Merge pull request #583 from 4dn-dcic/ajs-241008-add-ign-2-opf-status-mm-chk

aschroed · web-flow · commit 3db2a9a93577 · 2024-10-08T17:08:35.000-04:00
Update opf_status_mismatch check
diff --git a/CHANGELOG.rst b/CHANGELOG.rst
@@ -8,6 +8,15 @@ Change Log
 ----------
 
 
+4.9.5
+=====
+
+`PR 583: Update opf status mismatch check <https://github.com/4dn-dcic/foursight/pull/583>`_
+
+* add a filter to filter on 'ignore_status_mismatch' tag on items (opfs, quality metrics or higlass_viewconfs) to ignore in opf status mismatch
+* small update to search for bed2beddb files to respect the 'skip_processing' tag if present
+
+
 4.9.4
 =====
 
diff --git a/chalicelib_fourfront/checks/audit_checks.py b/chalicelib_fourfront/checks/audit_checks.py
@@ -734,41 +734,56 @@ def check_opf_status_mismatch(connection, **kwargs):
     '''
     check = CheckResult(connection, 'check_opf_status_mismatch')
 
+    # list of uuids to filter out as they have a tag to ignore them
+    tagged2ignore = get_items_with_ignore_tags(connection.ff_keys)
+
     opf_set = ('search/?type=ExperimentSet&other_processed_files.title%21=No+value&field=status'
                '&field=other_processed_files&field=experiments_in_set.other_processed_files')
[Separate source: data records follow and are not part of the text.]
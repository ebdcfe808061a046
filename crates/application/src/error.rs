//! Application error types

use pintalk_domain::{DomainError, ResponseSpec, Route};
use thiserror::Error;

use crate::ports::{StorageError, TransportError};

/// Errors surfaced to callers of the session client.
#[derive(Debug, Error)]
pub enum ClientError {
    /// A domain validation error occurred.
    #[error("domain error: {0}")]
    Domain(#[from] DomainError),

    /// No usable response was received.
    #[error("transport error: {0}")]
    Transport(#[from] TransportError),

    /// The server answered with a non-success status.
    #[error("request failed with status {}", .0.status)]
    Status(Box<ResponseSpec>),

    /// The token refresh failed; the session was torn down and the
    /// client navigated to `route`.
    #[error("session terminated, redirected to {route}")]
    SessionTerminated {
        /// Where the client navigated.
        route: Route,
    },

    /// The request body could not be serialized.
    #[error("invalid body: {0}")]
    InvalidBody(String),

    /// The token store could not be read or written.
    #[error("storage error: {0}")]
    Storage(#[from] StorageError),
}

impl ClientError {
    /// Returns the failed response for [`ClientError::Status`].
    #[must_use]
    pub fn response(&self) -> Option<&ResponseSpec> {
        match self {
            Self::Status(response) => Some(response),
            _ => None,
        }
    }

    /// Returns the HTTP status for [`ClientError::Status`].
    #[must_use]
    pub fn status(&self) -> Option<u16> {
        self.response().map(|r| r.status)
    }
}

/// Result type alias for client operations.
pub type ClientResult<T> = Result<T, ClientError>;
     opf_exp = ('search/?type=ExperimentSet&other_processed_files.title=No+value'
                '&experiments_in_set.other_processed_files.title%21=No+value'
                '&field=experiments_in_set.other_processed_files&field=status')
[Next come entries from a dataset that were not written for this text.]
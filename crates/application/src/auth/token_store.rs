//! In-memory token storage.
//!
//! Used for ephemeral sessions and as the store behind tests. Persistent
//! storage lives in the infrastructure crate.

use std::collections::HashMap;
use std::sync::Arc;

use async_trait::async_trait;
use pintalk_domain::StorageKey;
use tokio::sync::RwLock;

use crate::ports::{StorageError, TokenStore};

/// Thread-safe in-memory token store.
///
/// Clones share the same underlying map.
#[derive(Debug, Clone, Default)]
pub struct MemoryTokenStore {
    values: Arc<RwLock<HashMap<StorageKey, String>>>,
}

impl MemoryTokenStore {
    /// Create an empty store.
    #[must_use]
    pub fn new() -> Self {
        Self::default()
    }

    /// Create a store already holding an access token.
    #[must_use]
    pub fn with_access_token(token: impl Into<String>) -> Self {
        let mut values = HashMap::new();
        values.insert(StorageKey::AccessToken, token.into());
        Self {
            values: Arc::new(RwLock::new(values)),
        }
    }

    /// Get count of stored values.
    pub async fn count(&self) -> usize {
        self.values.read().await.len()
    }
}

#[async_trait]
impl TokenStore for MemoryTokenStore {
    async fn get(&self, key: StorageKey) -> Result<Option<String>, StorageError> {
        Ok(self.values.read().await.get(&key).cloned())
    }

    async fn set(&self, key: StorageKey, value: &str) -> Result<(), StorageError> {
        self.values.write().await.insert(key, value.to_string());
        Ok(())
    }

    async fn remove(&self, key: StorageKey) -> Result<(), StorageError> {
        self.values.write().await.remove(&key);
        Ok(())
    }
}

#[cfg(test)]
#[allow(clippy::unwrap_used)]
mod tests {
    use super::*;
    use pretty_assertions::assert_eq;

    #[tokio::test]
    async fn test_set_get_remove() {
        let store = MemoryTokenStore::new();
        store.set(StorageKey::SessionId, "42").await.unwrap();
        assert_eq!(
            store.get(StorageKey::SessionId).await.unwrap().as_deref(),
            Some("42")
        );

        store.remove(StorageKey::SessionId).await.unwrap();
        assert_eq!(store.get(StorageKey::SessionId).await.unwrap(), None);
        store.remove(StorageKey::SessionId).await.unwrap();
    }

    #[tokio::test]
    async fn test_empty_access_token_reads_as_none() {
        let store = MemoryTokenStore::with_access_token("");
        assert_eq!(store.access_token().await.unwrap(), None);
    }

    #[tokio::test]
    async fn test_clear_session_removes_both_keys() {
        let store = MemoryTokenStore::with_access_token("tok");
        store.set(StorageKey::SessionId, "7").await.unwrap();

        store.clear_session().await.unwrap();
        assert_eq!(store.count().await, 0);
    }

    #[tokio::test]
    async fn test_clones_share_state() {
        let store = MemoryTokenStore::new();
        let other = store.clone();
        store.set(StorageKey::AccessToken, "tok").await.unwrap();
        assert_eq!(
            other.access_token().await.unwrap().map(|t| t.as_str().to_string()),
            Some("tok".to_string())
        );
    }
}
     opf_set_results = ff_utils.search_metadata(opf_set, key=connection.ff_keys)
     opf_exp_results = ff_utils.search_metadata(opf_exp, key=connection.ff_keys)
-    results = opf_set_results + opf_exp_results
-    # extract file uuids
+    results = opf_set_results + opf_exp_results  # these are expset and expt items w/opfs
+    # extract all opf file and higlass viewconf uuids
     files = []
     for result in results:
         if result.get('other_processed_files'):
             for case in result['other_processed_files']:
-                files.extend([i['uuid'] for i in case['files']])
+                files.extend([i['uuid'] for i in case['files']]) # if i.get('uuid') not in tagged2ignore])
                 if case.get('higlass_view_config'):
+                    # if case['higlass_view_config'].get('uuid') not in tagged2ignore:
                     files.append(case['higlass_view_config'].get('uuid'))
         if result.get('experiments_in_set'):
             for exp in result['experiments_in_set']:
                 for case in exp['other_processed_files']:
-                    files.extend([i['uuid'] for i in case['files']])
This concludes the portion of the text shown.